Many different studies have been conducted to examine how meditation may be helpful for a variety of physical and psychological conditions. Studies have also been designed to help researchers learn how meditation might work and how it affects the brain. 

Research indicates that practicing meditation may be a good way to help improve certain aspects of health such as reducing blood pressure and symptoms of irritable bowel syndrome, anxiety, depression, insomnia, and stress. Practitioners of meditation have said that it has helped them with pain management as well as to be able to quit smoking.

Meditation

There are many different styles of meditation that come from different periods in time and that originated in different places around the world.

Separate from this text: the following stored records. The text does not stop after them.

//! Connectivity snapshot model

use serde::{Deserialize, Serialize};

#[derive(Debug, Clone, Copy, PartialEq, Eq, Serialize, Deserialize, Default)]
#[serde(rename_all = "SCREAMING_SNAKE_CASE")]
pub enum ConnectionType {
    Wifi,
    Cellular,
    Ethernet,
    Satellite,
    #[default]
    None,
}

#[derive(Debug, Clone, Copy, PartialEq, Eq, PartialOrd, Ord, Serialize, Deserialize, Default)]
#[serde(rename_all = "SCREAMING_SNAKE_CASE")]
pub enum ConnectionQuality {
    #[default]
    Offline,
    Poor,
    Fair,
    Good,
    Excellent,
}

/// Live network and power state reported by the connectivity monitor
#[derive(Debug, Clone, Copy, PartialEq, Eq, Serialize, Deserialize, Default)]
pub struct ConnectivityStatus {
    pub is_online: bool,
    pub connection_type: ConnectionType,
    pub quality: ConnectionQuality,
    /// Battery percentage, when the device reports one
    pub battery_level: Option<u8>,
    pub is_charging: bool,
    /// Last time the device was online (Unix ms)
    pub last_connected_at: Option<i64>,
}

impl ConnectivityStatus {
    /// Online over wifi with unknown battery
    #[must_use]
    pub fn online() -> Self {
        Self {
            is_online: true,
            connection_type: ConnectionType::Wifi,
            quality: ConnectionQuality::Good,
            battery_level: None,
            is_charging: false,
            last_connected_at: Some(chrono::Utc::now().timestamp_millis()),
        }
    }

    #[must_use]
    pub fn offline() -> Self {
        Self::default()
    }

    #[must_use]
    pub const fn with_battery(mut self, level: u8, is_charging: bool) -> Self {
        self.battery_level = Some(level);
        self.is_charging = is_charging;
        self
    }

    /// Whether power allows background work given a minimum battery level
    pub fn power_allows_sync(&self, min_battery: u8) -> bool {
        self.is_charging || self.battery_level.map_or(true, |level| level >= min_battery)
    }
}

As a very general definition, meditation can be described as a set of techniques that are intended to encourage a heightened state of awareness and focused attention. Another way to describe meditation is a habitual process of training one’s mind to focus and redirect one’s thoughts.

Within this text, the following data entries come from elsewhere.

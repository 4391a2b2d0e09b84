//! Request/response surface over the sync core.
//!
//! Every call returns an [`ApiResponse`] envelope instead of a `Result`, so
//! hosts can forward it unchanged to a UI or serialize it as JSON.

use std::sync::Arc;

use serde::Serialize;

use crate::conflict::{
    ConflictEngine, ConflictQuery, ConflictStats, OverrideRequest, ResolutionSuggestion,
    ResolveRequest,
};
use crate::error::{Error, Result};
use crate::models::{
    Conflict, ConflictId, EntityType, LocalEntity, OptimisticUpdate, Page, SyncSession,
    UpdateId, UpdateStats,
};
use crate::orchestrator::{SyncOrchestrator, SyncStatus};
use crate::scheduler::Clock;
use crate::tracker::{RetryOutcome, UpdateTracker};

/// Envelope returned by every API call
#[derive(Debug, Clone, PartialEq, Serialize)]
pub struct ApiResponse<T> {
    pub success: bool,
    pub data: Option<T>,
    pub error: Option<String>,
    pub error_code: Option<&'static str>,
    /// Response time (Unix ms)
    pub timestamp: i64,
}

impl<T> ApiResponse<T> {
    fn from_result(result: Result<T>, timestamp: i64) -> Self {
        match result {
            Ok(data) => Self {
                success: true,
                data: Some(data),
                error: None,
                error_code: None,
                timestamp,
            },
            Err(error) => {
                tracing::debug!("API call failed with {}: {error}", error.code());
                Self {
                    success: false,
                    data: None,
                    error_code: Some(error.code()),
                    error: Some(error.to_string()),
                    timestamp,
                }
            }
        }
    }

    pub fn into_result(self) -> std::result::Result<T, String> {
        match (self.data, self.error) {
            (Some(data), _) if self.success => Ok(data),
            (_, Some(error)) => Err(error),
            _ => Err("empty response".to_string()),
        }
    }
}

/// Local view of one entity together with its update history
#[derive(Debug, Clone, PartialEq, Serialize)]
pub struct EntityUpdates {
    pub entity: Option<LocalEntity>,
    pub updates: Vec<OptimisticUpdate>,
}

#[derive(Debug, Clone, Copy, PartialEq, Eq, Serialize)]
pub struct RollbackSummary {
    pub rolled_back: usize,
}

#[derive(Clone)]
pub struct SyncApi {
    conflicts: ConflictEngine,
    tracker: UpdateTracker,
    orchestrator: SyncOrchestrator,
    clock: Arc<dyn Clock>,
}

impl SyncApi {
    pub fn new(
        conflicts: ConflictEngine,
        tracker: UpdateTracker,
        orchestrator: SyncOrchestrator,
        clock: Arc<dyn Clock>,
    ) -> Self {
        Self {
            conflicts,
            tracker,
            orchestrator,
            clock,
        }
    }

    fn respond<T>(&self, result: Result<T>) -> ApiResponse<T> {
        ApiResponse::from_result(result, self.clock.now_millis())
    }

    // Conflicts

    pub async fn list_conflicts(&self, query: &ConflictQuery) -> ApiResponse<Page<Conflict>> {
        self.respond(self.conflicts.list(query).await)
    }

    pub async fn get_conflict(&self, id: &ConflictId) -> ApiResponse<Conflict> {
        self.respond(self.conflicts.get_conflict(id).await)
    }

    pub async fn resolve_conflict(&self, request: ResolveRequest) -> ApiResponse<Conflict> {
        self.respond(self.conflicts.resolve(request).await)
    }

    pub async fn override_conflict(&self, request: OverrideRequest) -> ApiResponse<Conflict> {
        self.respond(self.conflicts.override_resolution(request).await)
    }

    pub async fn conflict_audit(
        &self,
        entity_id: &str,
        include_resolved: bool,
    ) -> ApiResponse<Vec<Conflict>> {
        let result = if entity_id.trim().is_empty() {
            Err(Error::validation("entity id must not be empty"))
        } else {
            self.conflicts
                .get_audit_trail(entity_id, include_resolved)
                .await
        };
        self.respond(result)
    }

    pub async fn suggest_resolution(&self, id: &ConflictId) -> ApiResponse<ResolutionSuggestion> {
        let result = self
            .conflicts
            .get_conflict(id)
            .await
            .map(|conflict| ConflictEngine::suggest_resolution(&conflict));
        self.respond(result)
    }

    pub async fn conflict_stats(&self) -> ApiResponse<ConflictStats> {
        self.respond(self.conflicts.stats().await)
    }

    // Sync

    pub async fn sync_status(&self) -> ApiResponse<SyncStatus> {
        self.respond(self.orchestrator.get_status().await)
    }

    pub async fn trigger_sync(&self, reason: &str) -> ApiResponse<SyncSession> {
        self.respond(self.orchestrator.trigger_immediate_sync(reason).await)
    }

    pub async fn pause_sync(&self) -> ApiResponse<SyncStatus> {
        self.orchestrator.pause();
        self.sync_status().await
    }

    pub async fn resume_sync(&self) -> ApiResponse<SyncStatus> {
        self.orchestrator.resume();
        self.sync_status().await
    }

    pub async fn sync_history(&self, limit: usize) -> ApiResponse<Vec<SyncSession>> {
        self.respond(self.orchestrator.recent_sessions(limit).await)
    }

    // Optimistic updates

    pub async fn entity_updates(
        &self,
        entity_type: EntityType,
        entity_id: &str,
    ) -> ApiResponse<EntityUpdates> {
        self.respond(self.load_entity_updates(entity_type, entity_id).await)
    }

    async fn load_entity_updates(
        &self,
        entity_type: EntityType,
        entity_id: &str,
    ) -> Result<EntityUpdates> {
        Ok(EntityUpdates {
            entity: self.tracker.entity_state(entity_type, entity_id).await?,
            updates: self.tracker.updates_for_entity(entity_id).await?,
        })
    }

    pub async fn get_update(&self, id: &UpdateId) -> ApiResponse<OptimisticUpdate> {
        self.respond(self.tracker.get(id).await)
    }

    pub async fn retry_update(&self, id: &UpdateId) -> ApiResponse<RetryOutcome> {
        self.respond(self.tracker.retry(id).await)
    }

    pub async fn rollback_update(&self, id: &UpdateId) -> ApiResponse<OptimisticUpdate> {
        self.respond(self.tracker.rollback(id).await)
    }

    pub async fn rollback_failed(&self) -> ApiResponse<RollbackSummary> {
        let result = self
            .tracker
            .rollback_all_failed()
            .await
            .map(|rolled_back| RollbackSummary { rolled_back });
        self.respond(result)
    }

    pub async fn update_stats(&self) -> ApiResponse<UpdateStats> {
        self.respond(self.tracker.stats().await)
    }
}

Meditation has been recognized in the field of psychology as a consciousness-changing technique that provides benefits to many practitioners’ psychological well-being. Traditional medical doctors along with alternative health practitioners are fast recognizing the value of meditation for helping their patients’ to achieve overall better health outcomes.

Science-Based Benefits of Meditation

The following are just a few of the many science-based benefits of meditation.

Stress Reduction Physical and mental stress can cause an increase in levels of the hormone cortisol. One of the harmful effects of stress on a person’s body is that it produces and releases inflammatory chemicals called cytokines. This can lead to insomnia, it can cause or increase levels of depression and anxiety, and the release of cytokines can increase a person’s blood pressure. As well, it can lead to fatigue and the feeling of a “brain fog” that has been described as “feeling clouded in one’s mind”.

A mindfulness meditation style was the focus of an 8-week study on the body’s inflammatory response to stress. It was found that this meditation style helped to reduce the inflammation response caused by stress. Studies have also shown that people with other stress-related conditions such as IBS (irritable bowel syndrome), PTSD (post traumatic stress disorder), and fibromyalgia, may find relief from symptoms of these problems. 

Stress Relief = Less Anxiety

When a person’s stress levels are reduced, this often leads to less anxiety. Less anxiety can lead to improved physical, mental and emotional health. There are many small sample studies and analyses that indicate that people who suffer from different kinds of stress have found relief when engaged in a range of different kinds of regular meditation practices.

Science Meets Mindfulness Meditation for Improved Mental Health

A gap in mental health treatment is that while traditional frontline interventions such as talk-therapy and medications help many people with their mental health issues, unfortunately, these do not help everyone. 

Gaëll Desbordes, an instructor in radiology at Harvard Medical School and a neuroscientist at Massachusetts General Hospital’s (MGH)  Martinos Center for Biomedical Imaging, and Benjamin Shapero, an instructor in psychiatry at Harvard Medical School (HMS) and a psychologist at Massachusetts General Hospital’s (MGH) Depression Clinical and Research Program, are working together to find out more about how the brain responds to mindfulness-based meditation. 

Desbordes became interested in studying the effects of meditation on stress and other mental health issues when she became convinced in graduate school that what she experienced with reducing her stress and frustrations of academia when she began meditating, was in fact real. This made her want to see if she could underpin a meditation-therapy that could help others. In previous studies, Desbordes used functional magnetic resonance imaging (fMRI), images of the brain from a machine that takes pictures of the brain the same way a regular MRI does but that also records brain activity that occurs during the scan. In these studies, Debordes demonstrated that changes in brain activity in subjects who learned to meditate, hold steady- even when they’re not meditating.

Debordes’ current work involves clinically depressed patients who have been selected and screened by Shapero. She is performing functional magnetic resonance imaging scans on them before and after an eight-week course in mindfulness-based cognitive therapy, or MBCT. Debordes is hoping to be able to support studies that show MBCT’s effectiveness in helping people with clinical depression. 

These are just a few of the many recent forays into science driven research that supports the cause for developing meditation-based therapies to help people with many different kinds of mental-health issues.